RogerBW's Blog

Why Planes Crash Case Files 2003, Sylvia Wrigley 04 May 2026

2016 non-fiction, aviation history. Wrigley looks into a number of aircraft incidents.

While Without a Trace concentrates on disappearances, these incidents are a deliberately wide-ranging selection. There's a Cessna floatplane that stalled and crashed without mechanical failure, and it transpired that the pilot believed it was unstallable and didn't try to practice the procedures for recognising and recovering from the state. There's an actual documented case of a cell phone interfering with flight (the pilot decided to leave a message while flying a tricky approach in bad weather and essentially died of distraction; I've heard of a similar incident near Vienna). There are bird, missile and lightning strikes, and flying into weather that was too much for the airframe.

The one that struck me most, though, was the small Irish carrier's ATR-42 that made an emergency diversion after one engine shut down from fuel starvation. Their rigorous equipment failure reporting requirements (the plane was marked as unflyable until a tech had seen the problem and signed off on it as non-critical, and getting a tech could get several hours if it wasn't at their home field) led to a culture of simply not reporting failures at all if they didn't seem of vital importance. Combine that with crew incompetence in rarely-used procedures, and the ever-fatal "get it done" mentality (passengers were already delayed and annoyed), and you get assumptions and errors.

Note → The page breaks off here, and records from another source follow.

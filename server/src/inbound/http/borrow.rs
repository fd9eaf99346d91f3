//! Borrow HTTP handlers.
//!
//! ```text
//! POST /borrow  Borrow a book (form submission)
//! GET  /borrow  Student roster for the selection form
//! ```

use actix_web::{get, post, web, HttpResponse};
use chrono::NaiveDate;
use serde::{Deserialize, Serialize};
use utoipa::ToSchema;
use uuid::Uuid;

use crate::domain::ports::BorrowRequest;
use crate::domain::{BookTitle, Error, StudentCode};
use crate::inbound::http::catalogue::{StudentBody, StudentsBody};
use crate::inbound::http::state::HttpState;
use crate::inbound::http::ApiResult;

/// Form fields posted by the borrow page.
#[derive(Debug, Deserialize, ToSchema)]
pub struct BorrowForm {
    /// Code of the borrowing student.
    pub student_code: String,
    /// Title being borrowed.
    pub book_name: String,
    /// Borrow date, formatted `YYYY-MM-DD`.
    pub borrow_date: String,
}

/// Response payload acknowledging a borrow.
#[derive(Debug, Serialize, ToSchema)]
#[serde(rename_all = "camelCase")]
pub struct BorrowCreated {
    /// Identifier to pass to `POST /return_book/{id}`.
    pub loan_id: Uuid,
}

fn parse_form(form: BorrowForm) -> Result<BorrowRequest, Error> {
    let student_code = StudentCode::new(form.student_code)
        .map_err(|err| Error::invalid_request(err.to_string()))?;
    let book_title =
        BookTitle::new(form.book_name).map_err(|err| Error::invalid_request(err.to_string()))?;
    let borrow_date = NaiveDate::parse_from_str(form.borrow_date.trim(), "%Y-%m-%d")
        .map_err(|_| Error::invalid_request("borrow_date must be formatted YYYY-MM-DD"))?;
    Ok(BorrowRequest {
        student_code,
        book_title,
        borrow_date,
    })
}

/// Borrow a book for a student.
#[utoipa::path(
    post,
    path = "/borrow",
    request_body(content = BorrowForm, content_type = "application/x-www-form-urlencoded"),
    responses(
        (status = 201, description = "Book borrowed", body = BorrowCreated),
        (status = 400, description = "Malformed form field", body = crate::inbound::http::error::ErrorBody),
        (status = 404, description = "Unknown student or title", body = crate::inbound::http::error::ErrorBody),
        (status = 409, description = "Title unavailable or borrow limit reached", body = crate::inbound::http::error::ErrorBody),
        (status = 503, description = "Store unavailable", body = crate::inbound::http::error::ErrorBody)
    ),
    tags = ["lending"]
)]
#[post("/borrow")]
pub async fn submit_borrow(
    state: web::Data<HttpState>,
    form: web::Form<BorrowForm>,
) -> ApiResult<HttpResponse> {
    let request = parse_form(form.into_inner())?;
    let receipt = state.lending.borrow_book(request).await?;
    Ok(HttpResponse::Created().json(BorrowCreated {
        loan_id: receipt.loan_id.as_uuid(),
    }))
}

/// Student roster backing the borrow selection form.
#[utoipa::path(
    get,
    path = "/borrow",
    responses(
        (status = 200, description = "Registered students", body = StudentsBody),
        (status = 503, description = "Store unavailable", body = crate::inbound::http::error::ErrorBody)
    ),
    tags = ["lending"]
)]
#[get("/borrow")]
pub async fn borrow_form_data(state: web::Data<HttpState>) -> ApiResult<web::Json<StudentsBody>> {
    let students = state.queries.list_students().await?;
    Ok(web::Json(StudentsBody {
        students: students.into_iter().map(StudentBody::from).collect(),
    }))
}

#[cfg(test)]
mod tests {
    use actix_web::{http::StatusCode, test as actix_test};
    use serde_json::Value;

    use crate::inbound::http::test_utils::{seeded_state, test_app};

    fn borrow_form(code: &str, title: &str, date: &str) -> Vec<(String, String)> {
        vec![
            ("student_code".to_owned(), code.to_owned()),
            ("book_name".to_owned(), title.to_owned()),
            ("borrow_date".to_owned(), date.to_owned()),
        ]
    }

    #[actix_web::test]
    async fn borrowing_an_available_title_returns_created() {
        let (state, _stores) = seeded_state().await;
        let app = actix_test::init_service(test_app(state)).await;

        let request = actix_test::TestRequest::post()
            .uri("/borrow")
            .set_form(borrow_form("S100", "Clean Code", "2024-01-01"))
            .to_request();
        let response = actix_test::call_service(&app, request).await;
        assert_eq!(response.status(), StatusCode::CREATED);

        let body: Value = actix_test::read_body_json(response).await;
        assert!(body.get("loanId").and_then(Value::as_str).is_some());
    }

    #[actix_web::test]
    async fn borrowing_with_an_unknown_student_is_404() {
        let (state, _stores) = seeded_state().await;
        let app = actix_test::init_service(test_app(state)).await;

        let request = actix_test::TestRequest::post()
            .uri("/borrow")
            .set_form(borrow_form("S404", "Clean Code", "2024-01-01"))
            .to_request();
        let response = actix_test::call_service(&app, request).await;
        assert_eq!(response.status(), StatusCode::NOT_FOUND);

        let body: Value = actix_test::read_body_json(response).await;
        assert_eq!(body.get("code").and_then(Value::as_str), Some("not_found"));
    }

    #[actix_web::test]
    async fn borrowing_an_unavailable_title_is_409() {
        let (state, _stores) = seeded_state().await;
        let app = actix_test::init_service(test_app(state)).await;

        let request = actix_test::TestRequest::post()
            .uri("/borrow")
            .set_form(borrow_form(
                "S100",
                "Working Effectively with Legacy Code",
                "2024-01-01",
            ))
            .to_request();
        let response = actix_test::call_service(&app, request).await;
        assert_eq!(response.status(), StatusCode::CONFLICT);

        let body: Value = actix_test::read_body_json(response).await;
        assert_eq!(body.get("code").and_then(Value::as_str), Some("unavailable"));
    }

    #[actix_web::test]
    async fn borrowing_the_same_copy_twice_is_409() {
        let (state, _stores) = seeded_state().await;
        let app = actix_test::init_service(test_app(state)).await;

        let first = actix_test::TestRequest::post()
            .uri("/borrow")
            .set_form(borrow_form("S100", "Clean Code", "2024-01-01"))
            .to_request();
        assert_eq!(
            actix_test::call_service(&app, first).await.status(),
            StatusCode::CREATED
        );

        let second = actix_test::TestRequest::post()
            .uri("/borrow")
            .set_form(borrow_form("S200", "Clean Code", "2024-01-02"))
            .to_request();
        assert_eq!(
            actix_test::call_service(&app, second).await.status(),
            StatusCode::CONFLICT
        );
    }

    #[actix_web::test]
    async fn a_malformed_date_is_400() {
        let (state, _stores) = seeded_state().await;
        let app = actix_test::init_service(test_app(state)).await;

        let request = actix_test::TestRequest::post()
            .uri("/borrow")
            .set_form(borrow_form("S100", "Clean Code", "01/01/2024"))
            .to_request();
        let response = actix_test::call_service(&app, request).await;
        assert_eq!(response.status(), StatusCode::BAD_REQUEST);
    }

    #[actix_web::test]
    async fn the_fourth_borrow_is_rejected_with_limit_exceeded() {
        let (state, _stores) = seeded_state().await;
        let app = actix_test::init_service(test_app(state)).await;

        for (title, date) in [
            ("Clean Code", "2024-01-01"),
            ("Refactoring", "2024-01-02"),
            ("Design Patterns", "2024-01-03"),
        ] {
            let request = actix_test::TestRequest::post()
                .uri("/borrow")
                .set_form(borrow_form("S100", title, date))
                .to_request();
            assert_eq!(
                actix_test::call_service(&app, request).await.status(),
                StatusCode::CREATED
            );
        }

        let request = actix_test::TestRequest::post()
            .uri("/borrow")
            .set_form(borrow_form("S100", "The Pragmatic Programmer", "2024-01-04"))
            .to_request();
        let response = actix_test::call_service(&app, request).await;
        assert_eq!(response.status(), StatusCode::CONFLICT);

        let body: Value = actix_test::read_body_json(response).await;
        assert_eq!(
            body.get("code").and_then(Value::as_str),
            Some("limit_exceeded")
        );
    }

    #[actix_web::test]
    async fn get_borrow_returns_the_student_roster() {
        let (state, _stores) = seeded_state().await;
        let app = actix_test::init_service(test_app(state)).await;

        let request = actix_test::TestRequest::get().uri("/borrow").to_request();
        let response = actix_test::call_service(&app, request).await;
        assert_eq!(response.status(), StatusCode::OK);

        let body: Value = actix_test::read_body_json(response).await;
        assert_eq!(
            body.get("students")
                .and_then(Value::as_array)
                .map(Vec::len),
            Some(2)
        );
    }
}
//! Student identity types.
//!
//! Students are created at import time and never mutated or deleted by the
//! lending engine; the only mutable state attached to a student is the set
//! of open loans held in the record store.

use std::fmt;

use serde::{Deserialize, Serialize};
use thiserror::Error;
use uuid::Uuid;

/// Opaque student identifier.
#[derive(Debug, Clone, Copy, PartialEq, Eq, Hash, PartialOrd, Ord, Serialize, Deserialize)]
#[serde(transparent)]
pub struct StudentId(Uuid);

impl StudentId {
    /// Mint a fresh identifier.
    #[must_use]
    pub fn new() -> Self {
        Self(Uuid::new_v4())
    }

    /// Borrow the underlying UUID.
    #[must_use]
    pub fn as_uuid(&self) -> Uuid {
        self.0
    }
}

impl Default for StudentId {
    fn default() -> Self {
        Self::new()
    }
}

impl fmt::Display for StudentId {
    fn fmt(&self, f: &mut fmt::Formatter<'_>) -> fmt::Result {
        write!(f, "{}", self.0)
    }
}

/// Unique, immutable code identifying a student to callers (e.g. `"S100"`).
///
/// # Examples
/// ```
/// use circulation::domain::StudentCode;
///
/// let code = StudentCode::new("S100").expect("valid code");
/// assert_eq!(code.as_str(), "S100");
/// ```
#[derive(Debug, Clone, PartialEq, Eq, Hash, Serialize, Deserialize)]
#[serde(transparent)]
pub struct StudentCode(String);

impl StudentCode {
    /// Construct a code after validating it is non-blank; surrounding
    /// whitespace is trimmed.
    pub fn new(value: impl Into<String>) -> Result<Self, StudentCodeValidationError> {
        let raw = value.into();
        let trimmed = raw.trim();
        if trimmed.is_empty() {
            return Err(StudentCodeValidationError::Empty);
        }
        Ok(Self(trimmed.to_owned()))
    }

    /// Borrow the code as a string slice.
    #[must_use]
    pub fn as_str(&self) -> &str {
        self.0.as_str()
    }
}

impl fmt::Display for StudentCode {
    fn fmt(&self, f: &mut fmt::Formatter<'_>) -> fmt::Result {
        f.write_str(self.as_str())
    }
}

impl AsRef<str> for StudentCode {
    fn as_ref(&self) -> &str {
        self.as_str()
    }
}

/// Validation errors returned when constructing [`StudentCode`].
#[derive(Debug, Clone, PartialEq, Eq, Error)]
pub enum StudentCodeValidationError {
    /// Code is empty after trimming whitespace.
    #[error("student code must not be empty")]
    Empty,
}

/// A registered student.
#[derive(Debug, Clone, PartialEq, Eq, Serialize, Deserialize)]
pub struct Student {
    /// Opaque identifier; loans reference students by this id.
    pub id: StudentId,
    /// Display name.
    pub name: String,
    /// Department the student belongs to.
    pub department: String,
    /// Unique caller-facing code.
    pub code: StudentCode,
}

impl Student {
    /// Construct a student with a freshly minted identifier.
    #[must_use]
    pub fn new(name: impl Into<String>, department: impl Into<String>, code: StudentCode) -> Self {
        Self {
            id: StudentId::new(),
            name: name.into(),
            department: department.into(),
            code,
        }
    }
}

This resonates with me particularly because, although I'm not working with safety-critical machinery, and although my present employers are very reasonable in their demands of me, I have often met this attitude in co-workers and superiors. Never mind what went wrong, just reset it and get it up and running again. (Thus destroying much of the evidence of what went wrong, making it harder to work out an actual fix.) I view with admiration the aviation safety organisations that set up another aircraft to match the configuration of the one that crashed, then instrument it to work out just what's happening in each phase of manoeuvre. And I have certainly met the people who view safety rules as an external imposition to be worked round, getting in the way of the important business of computering.